En Nicaragua, de hecho, la nueva victoria electoral del ya quincuagenario Frente Sandinista de Liberación Nacional (FSLN) aparece como la expresión de una cierta estabilidad política. Y su secretario general, Daniel Ortega, ¡como un estratega confirmado ! Líder de la revolución sandinista que derroca la dictadura somocista en 1979, presidente electo en 1984, reelecto en 2006 (1) después de tres elecciones presidenciales perdidas (1990, 1996, 2001), y por último, el citado cuasi plebiscito en Noviembre pasado con una cómoda mayoría absoluta (62,4%), ¡en la primera vuelta! Si de múltiples «irregularidades» han estado señaladas -sin duda con razón- antes (2), durante y después del escrutinio, el aumento de popularidad del presidente sandinista se basa más en el impacto de las políticas sociales llevadas a cabo desde 2006, gracias especialmente a la ayuda de la Venezuela chavista en el marco de la ALBA (Alianza Bolivariana de los pueblos de nuestra América) y a la ausencia de una candidatura alternativa creíble.

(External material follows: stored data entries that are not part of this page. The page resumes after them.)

//! Tap hit resolution
//!
//! A tap resolves at most one target. The live power-up is tested first;
//! then entities from the most recently spawned to the oldest, so where
//! entities overlap the one drawn on top wins.

use glam::Vec2;

use super::state::{Entity, PowerUp, ScoringEvent};
use crate::within_radius;

/// What a tap removed from the field
#[derive(Debug, Clone, PartialEq)]
pub enum TapOutcome {
    PowerUp(PowerUp),
    Entity(Entity),
    Miss,
}

impl TapOutcome {
    pub fn scoring_event(&self) -> ScoringEvent {
        match self {
            TapOutcome::PowerUp(_) => ScoringEvent::PowerUpCollected,
            TapOutcome::Entity(e) => ScoringEvent::EntityHit(e.kind),
            TapOutcome::Miss => ScoringEvent::Miss,
        }
    }
}

/// Resolve a tap and remove whatever it hit
pub fn resolve_tap(
    point: Vec2,
    power_up: &mut Option<PowerUp>,
    entities: &mut Vec<Entity>,
) -> TapOutcome {
    if let Some(taken) = power_up.take_if(|p| within_radius(point, p.pos, p.hit_radius())) {
        return TapOutcome::PowerUp(taken);
    }

    // Entities are kept in spawn order
    let hit = entities
        .iter()
        .rposition(|e| within_radius(point, e.pos, e.hit_radius()));
    match hit {
        Some(idx) => TapOutcome::Entity(entities.remove(idx)),
        None => TapOutcome::Miss,
    }
}
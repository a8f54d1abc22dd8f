//! Beetle Tap headless runner
//!
//! Plays one round in simulated time with a simple autoplayer and prints the
//! leaderboard. Usage: `beetle-tap [settings.json]`

use std::process::ExitCode;
use std::sync::{Arc, Mutex};
use std::time::{Instant, SystemTime, UNIX_EPOCH};

use glam::Vec2;

use beetle_tap::sim::{EntityKind, ScoringEvent, SimEvent, SimulationEngine};
use beetle_tap::players::BirthDate;
use beetle_tap::{GameSettings, HighScores, Players};

/// Autoplayer taps once every this many ticks
const TAP_EVERY_TICKS: u32 = 12;

fn main() -> ExitCode {
    #[cfg(not(target_arch = "wasm32"))]
    env_logger::init();

    let settings = match std::env::args().nth(1) {
        Some(path) => match GameSettings::load_or_default(&path) {
            Ok(s) => s,
            Err(e) => {
                log::error!("{e}");
                return ExitCode::FAILURE;
            }
        },
        None => GameSettings::default(),
    }
    .clamped();

    let seed = settings.seed.unwrap_or_else(|| {
        SystemTime::now()
            .duration_since(UNIX_EPOCH)
            .map(|d| d.as_millis() as u64)
            .unwrap_or(0)
    });
    log::info!("Beetle Tap (headless) starting with seed {seed}");

    let mut engine = SimulationEngine::with_seed(seed);
    let finished = Arc::new(Mutex::new(None));
    let sink = Arc::clone(&finished);
    engine.on_round_over(move |summary| {
        if let Ok(mut slot) = sink.lock() {
            *slot = Some(summary);
        }
    });

    if let Err(e) = engine.start(settings.round_config(), settings.difficulty) {
        log::error!("{e}");
        return ExitCode::FAILURE;
    }

    let period_ms = engine.config().tick_period_ms().round().max(1.0) as u32;
    let wall = Instant::now();
    let mut ticks: u32 = 0;
    let mut hits = [0u32; 3];

    loop {
        // Gentle downward tilt, as if the device were held upright
        let snap = engine.tick(period_ms, Vec2::new(0.0, 0.1));
        ticks += 1;
        for event in &snap.events {
            match event {
                SimEvent::PowerUpSpawned { id } => log::debug!("Power-up #{id} appeared"),
                SimEvent::EntityReacted { id } => log::debug!("Beetle #{id} screams"),
                _ => {}
            }
        }
        if !snap.phase.has_field() {
            break;
        }

        if ticks % TAP_EVERY_TICKS == 0 {
            let target = snap.power_up.as_ref().map(|p| p.pos).or_else(|| {
                snap.entities
                    .iter()
                    .find(|e| e.kind == EntityKind::Benign)
                    .map(|e| e.pos)
            });
            match engine.tap(target.unwrap_or(Vec2::new(990.0, 990.0))) {
                Some(ScoringEvent::EntityHit(EntityKind::Benign)) => hits[0] += 1,
                Some(ScoringEvent::PowerUpCollected) => hits[1] += 1,
                Some(ScoringEvent::Miss) => hits[2] += 1,
                _ => {}
            }
        }
    }

    let summary = finished.lock().ok().and_then(|slot| *slot);
    let Some(summary) = summary else {
        log::error!("Round ended without a result");
        return ExitCode::FAILURE;
    };
    log::info!(
        "Simulated {ticks} ticks in {:.1} ms: {} beetles, {} power-ups, {} misses",
        wall.elapsed().as_secs_f64() * 1000.0,
        hits[0],
        hits[1],
        hits[2]
    );

    let now_ms = SystemTime::now()
        .duration_since(UNIX_EPOCH)
        .map(|d| d.as_millis() as u64)
        .unwrap_or(0);
    let mut players = Players::new();
    let registered = match BirthDate::new(1, 1, 2000) {
        Ok(born) => players.register("Autoplayer", "n/a", 1, born, now_ms),
        Err(e) => Err(e),
    };
    let player = match registered {
        Ok(p) => p,
        Err(e) => {
            log::error!("{e}");
            return ExitCode::FAILURE;
        }
    };

    let level = engine.difficulty().level();
    let mut scores = HighScores::new();
    let rank = scores.submit(player, level, summary, now_ms);

    println!(
        "Final score: {} (difficulty {level}, {}s round, rank {rank})",
        summary.final_score, summary.duration_seconds
    );
    for (i, entry) in scores.top(10).iter().enumerate() {
        println!("{:>2}. {:<12} {:>5}", i + 1, entry.player_name, entry.score);
    }
    ExitCode::SUCCESS
}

Más bien a la izquierda en sus prioridades sociales, sus discursos y sus relaciones internacionales, el antiguo revolucionario Ortega, sin embargo, ha realizado en otros ámbitos una serie de torsiones ideológicas y algunas vueltas de tuerca oportunistas. Ha perdido el apoyo de la mayor parte de la intelligentsia sandinista, que le reprocha también el acaparamiento personal de un FSLN no democratizado. Pero ha ganado sobre todo su «des-diabolización» en los sectores antiguamente hostiles. La prohibición de toda forma de aborto (3) votada, por los sandinistas, ha tranquilizado a los diferentes conservadurismos cristianos, dominantes en Nicaragua ; entre ellos al viejo cardenal Obando en persona, que anunció a partir de ahora su apoyo a la familia Ortega. Por su parte, la patronal, los inversores externos y los organismos financieros internacionales han encontrado alivio en la gestión ortodoxa de la economía por parte del FSLN: respecto a los programas del FMI, reprivatización de empresas nacionales, ratificación del muy liberal Tratado de Libre Comercio entre América Central y Estados Unidos… Hasta tal punto que el presidente sandinista es hoy considerado como un «populista responsable«… Un garante de la paz social en cierto modo.

Por lo tanto, si bien es cierto que no se puede confundir las configuraciones socio-políticas nicaragüenses y guatemaltecas, se impone la idea que América Central sigue dominada por sus demonios, tanto interiores como exteriores.

Notas

(1) Desde la primera vuelta, con apenas un 38% de los votos, y paradójicamente, ¡uno de sus dos scores más débiles en seis candidaturas presidenciales! Modificada a favor del «pacto» anterior entre Ortega y Aleman (Presidente liberal de Nicaragua desde 1996 hasta 2001, condenado por corrupción y después puesto en libertad por la Corte Suprema de Justicia…), la Constitución permite a un candidato que reúne el 35% de los votos, con una ventaja de 5 puntos, ser elegido en la primera vuelta.

(2) Prohibiendo la Constitución toda reelección inmediata y más de dos mandatos presidenciales a una misma persona, Daniel Ortega ha tenido que contar con una «derogación» otorgada por la Corte Suprema para poder concurrir.

(3) Chile, El Salvador, Malta, El Vaticano y, desde 2006, Nicaragua, son los únicos países del mundo donde la interrupción del embarazo es ilegal sin ninguna excepción, cualesquiera que sean los peligros expuestos o las violencias sufridas.